When Jane Remover surprise-dropped “JRJRJR,” the sky screamed with the last fireworks and a sulfurous haze hung in the air. It was midday on January 1, 2025, and the song felt something like a war cry—instilling fear in enemies and glee in digicore OGs. And if you thought the glitch-wracked “JRJRJR” was overwhelming, then brace yourself for the apocalyptic “Psychoboost.” Named after an attack move associated with the Pokémon Deoxys, this song hits like a laser shooting through your brain. In the video game’s lore, Deoxys spawned from an alien virus that descended from outer space—I wouldn’t be surprised if the same scenario brought us Revengeseekerz. Rather than continue with the dustbowl shoegaze and soft balladry of Census Designated, the album does a complete 180. This is some of the most all-out intense music they’ve ever made, an inferno of raw thoughts that pushes everything—rap, pop, voice, their artistic persona—to the breaking point.

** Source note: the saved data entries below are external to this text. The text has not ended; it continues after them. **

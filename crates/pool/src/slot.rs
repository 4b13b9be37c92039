//! Generic arena-of-slots pool.

#[cfg(not(feature = "std"))]
use alloc::vec::Vec;

use ctxhub_core::sync::Mutex;
use ctxhub_core::{HubError, HubResult, SlotHandle};

/// Occupancy statistics for a pool, including the low-water mark.
#[derive(Debug, Clone, Copy, PartialEq, Eq)]
pub struct PoolStats {
    /// Total number of slots.
    pub capacity: usize,
    /// Slots currently allocated.
    pub used: usize,
    /// Minimum number of free slots ever observed.
    pub min_free: usize,
    /// Allocation attempts that failed with exhaustion.
    pub failed_allocs: usize,
}

impl PoolStats {
    fn new(capacity: usize) -> Self {
        Self {
            capacity,
            used: 0,
            min_free: capacity,
            failed_allocs: 0,
        }
    }

    fn on_alloc(&mut self) {
        self.used += 1;
        let free = self.capacity - self.used;
        if free < self.min_free {
            self.min_free = free;
        }
    }

    fn on_release(&mut self) {
        self.used -= 1;
    }
}

struct Slot<T> {
    generation: u32,
    entry: Option<T>,
}

struct PoolInner<T> {
    slots: Vec<Slot<T>>,
    free: Vec<u32>,
    stats: PoolStats,
}

/// Thread-safe fixed-capacity pool handing out generation-checked handles.
///
/// A released slot bumps its generation, so a handle held past release is
/// detected and reported as [`HubError::StaleHandle`] instead of aliasing
/// whatever occupies the slot next.
pub struct SlotPool<T> {
    inner: Mutex<PoolInner<T>>,
}

impl<T> SlotPool<T> {
    pub fn new(capacity: usize) -> Self {
        let mut slots = Vec::with_capacity(capacity);
        let mut free = Vec::with_capacity(capacity);
        for index in 0..capacity {
            slots.push(Slot {
                generation: 0,
                entry: None,
            });
            free.push(index as u32);
        }
        // Hand out low indices first.
        free.reverse();
        Self {
            inner: Mutex::new(PoolInner {
                slots,
                free,
                stats: PoolStats::new(capacity),
            }),
        }
    }

    /// Allocates a slot for `value`.
    ///
    /// Returns [`HubError::PoolExhausted`] when no slot is free. The caller
    /// decides whether exhaustion is recoverable or fatal.
    pub fn insert(&self, value: T) -> HubResult<SlotHandle> {
        let mut inner = self.inner.lock();
        let Some(index) = inner.free.pop() else {
            inner.stats.failed_allocs += 1;
            return Err(HubError::PoolExhausted);
        };
        let generation = {
            let slot = &mut inner.slots[index as usize];
            slot.entry = Some(value);
            slot.generation
        };
        inner.stats.on_alloc();
        Ok(SlotHandle::new(index, generation))
    }

    /// Runs `f` against the entry referenced by `handle`.
    pub fn with_mut<R>(&self, handle: SlotHandle, f: impl FnOnce(&mut T) -> R) -> HubResult<R> {
        let mut inner = self.inner.lock();
        let slot = inner
            .slots
            .get_mut(handle.index as usize)
            .ok_or(HubError::StaleHandle)?;
        if slot.generation != handle.generation {
            return Err(HubError::StaleHandle);
        }
        let entry = slot.entry.as_mut().ok_or(HubError::StaleHandle)?;
        Ok(f(entry))
    }

    /// Removes the entry referenced by `handle` and frees its slot.
    pub fn take(&self, handle: SlotHandle) -> HubResult<T> {
        let mut inner = self.inner.lock();
        let slot = inner
            .slots
            .get_mut(handle.index as usize)
            .ok_or(HubError::StaleHandle)?;
        if slot.generation != handle.generation {
            return Err(HubError::StaleHandle);
        }
        let value = slot.entry.take().ok_or(HubError::StaleHandle)?;
        slot.generation = slot.generation.wrapping_add(1);
        inner.free.push(handle.index);
        inner.stats.on_release();
        Ok(value)
    }

    pub fn stats(&self) -> PoolStats {
        self.inner.lock().stats
    }

    pub fn capacity(&self) -> usize {
        self.inner.lock().stats.capacity
    }

    pub fn used(&self) -> usize {
        self.inner.lock().stats.used
    }
}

What kind of revenge is being sought here? Maybe revenge against industry shenanigans, revenge against people trying to see Jane fail, revenge against the world. Or maybe this is revenge without a referent, revenge as a state of mind. There are so many reasons to be defensive as an artist now, especially one with a very online, parasocial fanbase. Revenge is like an attack stance, a vehicle to talk their shit and go berserk. Jane’s singing and screaming, shapeshifting and sinning, telling haters who dare speak ill to kill themselves. They’re spamming Palkia battle cries and comparing themselves to Avril Lavigne. “Three years ago I could’ve touched a million/Three years ago I had that magic in my hand,” Jane declares at the start, knowing they’ve struck it again.
“Hyper” and “maximal” aren’t enough to describe the extreme overload here. It reminds me of the way a computer with a low-level GPU shudders while straining to render something high-res. The flash-fire finale to “Professional Vengeance” erupts like a motherboard under magma. Sprees of giddy rap bleed into EDM pop with layers and sublayers of screams that ripple into pure noise. Every empty inch is thronged with chants and record scratches and video game samples that sound like personal heirlooms. It captures the same live-time thrill I get listening to Jane’s leroy mashup tapes and NTS sets—a wonderfully unpredictable anarchy. “Experimental Skin” judders so frenetically it sounds like they recorded the song and then let five DJs tweak it out by jitter-clicking every button at once. It’s hard to fathom that just two months ago Jane released an album of patiently unfurling rock under an alt account.